Nicolò Zanon, noto costituzionalista, oggi professore di diritto costituzionale alla Statale di Milano, con un passato da giudice e poi vicepresidente della Corte costituzionale, dal luglio 2010 al settembre 2014 è stato membro del Csm, su indicazione dell’allora Popolo della libertà. E in quegli anni ne ha viste e sentite di cotte e di crude. Ospite di Atreju, il professor Zanon ha raccontato alcuni aneddoti, risaputi, ma allo stesso tempo sconcertanti. Allora come oggi, al Csm era tutto lottizzato dalle correnti. I 20 giudici togati di Magistratura indipendente, Area, UniCost e Magistratura democratica si spartivano tutto. E per tutto si intende tutto, dagli autisti alle donne delle pulizie, fino ai tavoli della buvette dove pranzavano. I dieci membri laici eletti dal Parlamento dovevano solo rassegnarsi. «Il potere delle correnti era talmente forte da coinvolgere non solo i componenti togati, ma addirittura tutto l’ambiente di funzionari che lavoravano intorno a loro», spiega Zanon alla Verità.
Ad esempio, gli autisti che portavano i consiglieri da casa al Csm erano selezionati correntiziamente, ovvero, se tu eri l’autista di Magistratura democratica o di Area, quando cambiava la consiliatura, venivi assegnato ai nuovi componenti togati delle stesse correnti. «Era poi una prassi sedersi in plenum come se fosse un parlamentino», svela Zanon: «C’erano tutti quelli delle correnti da una parte e tutti i laici dall’altra. Su pressione del capo dello Stato e di un togato eletto come indipendente, Paolo Corder, si volle cercare di spezzare questa consuetudine e iniziammo a sederci in ordine decrescente per età. Quando non c’era Napolitano, al posto del presidente sedeva il più anziano e poi, a scorrere, i più giovani. Quando c’erano delle discussioni non previste che non avevano potuto concertare prima, diventava una baraonda, si telefonavano e si consultavano con il capogruppo. Un plenum disfunzionale e disordinato».
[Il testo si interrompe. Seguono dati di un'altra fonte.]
//! Error types for LLM operations

use thiserror::Error;

/// Result type for LLM operations
pub type Result<T> = std::result::Result<T, LLMError>;

/// Errors that can occur during LLM operations
#[derive(Error, Debug)]
pub enum LLMError {
    /// API request failed
    #[error("API request failed: {0}")]
    RequestFailed(String),

    /// Invalid API key or authentication failed
    #[error("Invalid API key or authentication failed")]
    AuthenticationFailed,

    /// Rate limit exceeded
    #[error("Rate limit exceeded: {0}")]
    RateLimitExceeded(String),

    /// Invalid request
    #[error("Invalid request: {0}")]
    InvalidRequest(String),

    /// Model not found
    #[error("Model not found: {0}")]
    ModelNotFound(String),

    /// Serialization error
    #[error("Serialization error: {0}")]
    SerializationError(#[from] serde_json::Error),

    /// HTTP error
    #[error("HTTP error: {0}")]
    HttpError(#[from] reqwest::Error),

    /// Unexpected response format
    #[error("Unexpected response format: {0}")]
    UnexpectedResponse(String),

    /// Provider-specific error
    #[error("Provider error: {0}")]
    ProviderError(String),

    /// Configuration error
    #[error("Configuration error: {0}")]
    ConfigurationError(String),
}

impl LLMError {
    /// Whether retrying the same request may succeed
    pub fn is_transient(&self) -> bool {
        matches!(
            self,
            LLMError::RateLimitExceeded(_) | LLMError::RequestFailed(_) | LLMError::HttpError(_)
        )
    }
}
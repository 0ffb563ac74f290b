//! Prompt template registry

use crate::{Language, PromptError, PromptTemplate, Result};
use std::collections::HashMap;
use std::sync::{Arc, RwLock};

/// A thread-safe registry of named prompt templates
///
/// Lookups render with the registry's default language and fall back
/// through the template's own variants when that language is missing.
pub struct PromptRegistry {
    templates: RwLock<HashMap<String, Arc<dyn PromptTemplate>>>,
    default_language: RwLock<Language>,
}

impl PromptRegistry {
    /// Create an empty registry with Korean as default language
    pub fn new() -> Self {
        Self::with_language(Language::Korean)
    }

    /// Create a registry with a specific default language
    pub fn with_language(lang: Language) -> Self {
        Self {
            templates: RwLock::new(HashMap::new()),
            default_language: RwLock::new(lang),
        }
    }

    /// Set the default language
    pub fn set_default_language(&self, lang: Language) {
        if let Ok(mut default) = self.default_language.write() {
            *default = lang;
        }
    }

    /// Get the default language
    pub fn default_language(&self) -> Language {
        self.default_language
            .read()
            .map(|l| l.clone())
            .unwrap_or_default()
    }

    /// Register a template, replacing any with the same name
    pub fn register<T: PromptTemplate + 'static>(&self, template: T) {
        if let Ok(mut templates) = self.templates.write() {
            templates.insert(template.name().to_string(), Arc::new(template));
        }
    }

    /// Get a template by name
    pub fn get(&self, name: &str) -> Option<Arc<dyn PromptTemplate>> {
        self.templates.read().ok()?.get(name).cloned()
    }

    /// Check if a template is registered
    pub fn contains(&self, name: &str) -> bool {
        self.templates
            .read()
            .map(|t| t.contains_key(name))
            .unwrap_or(false)
    }

    /// Render a template with the default language
    pub fn render(&self, name: &str, vars: &serde_json::Value) -> Result<String> {
        self.render_with_lang(name, &self.default_language(), vars)
    }

    /// Render a template with an explicit language
    pub fn render_with_lang(
        &self,
        name: &str,
        lang: &Language,
        vars: &serde_json::Value,
    ) -> Result<String> {
        let template = self
            .get(name)
            .ok_or_else(|| PromptError::TemplateNotRegistered(name.to_string()))?;

        template.render_with_fallback(lang, vars)
    }

    /// Names of all registered templates, sorted
    pub fn list(&self) -> Vec<String> {
        let mut names: Vec<String> = self
            .templates
            .read()
            .map(|t| t.keys().cloned().collect())
            .unwrap_or_default();
        names.sort();
        names
    }

    /// Number of registered templates
    pub fn len(&self) -> usize {
        self.templates.read().map(|t| t.len()).unwrap_or(0)
    }

    /// Whether the registry is empty
    pub fn is_empty(&self) -> bool {
        self.len() == 0
    }
}

impl Default for PromptRegistry {
    fn default() -> Self {
        Self::new()
    }
}

impl std::fmt::Debug for PromptRegistry {
    fn fmt(&self, f: &mut std::fmt::Formatter<'_>) -> std::fmt::Result {
        f.debug_struct("PromptRegistry")
            .field("templates", &self.list())
            .field("default_language", &self.default_language())
            .finish()
    }
}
Zanon, che si occupava di ordinamento giudiziario, ammette che «in un ambiente così non era facile lavorare. Era complicato operare in maniera indipendente, bisognava volerlo fare e per riuscirci si doveva sgomitare. Il laico era sempre in minoranza, per contare di più dovevamo essere tutti insieme ma raramente accadeva ed è chiaro che con due terzi contro un terzo la partita era difficile in partenza, vincevano sempre loro. Ogni magistrato dovrebbe essere indipendente dagli altri e ragionare con la propria testa, avere una propria autonomia; invece, lì si sentiva forte il peso delle decisioni di gruppo. All’epoca l’alleanza era tra Area e UniCost».
In particolare, Zanon riferisce di un episodio del 2011 che lo scosse particolarmente «tanto che la pressione mi salì a 190 e da allora iniziai a soffrirne». Un caso emblematico. «Ci venne assegnata la pratica per un fuori ruolo. Era una magistrata che doveva essere assegnata alla Corte internazionale ma non era gradita alle correnti. Scrissi di mio pugno una relazione favorevole. Uno dei magistrati segretari scrisse a sua volta una relazione contraria. Cosa che di solito non succedeva mai. Mi sembrò una pratica scorretta e protestai in plenum. Ci fu una specie di rivolta dei magistrati segretari. Anziché valutare individualmente i casi, i magistrati seguivano gli input della corrente del proprio gruppo. Adesso c’è un concorso, ma allora i magistrati segretari venivano scelti dalle correnti ed erano alle loro dipendenze. E i laici erano nelle mani di questi magistrati».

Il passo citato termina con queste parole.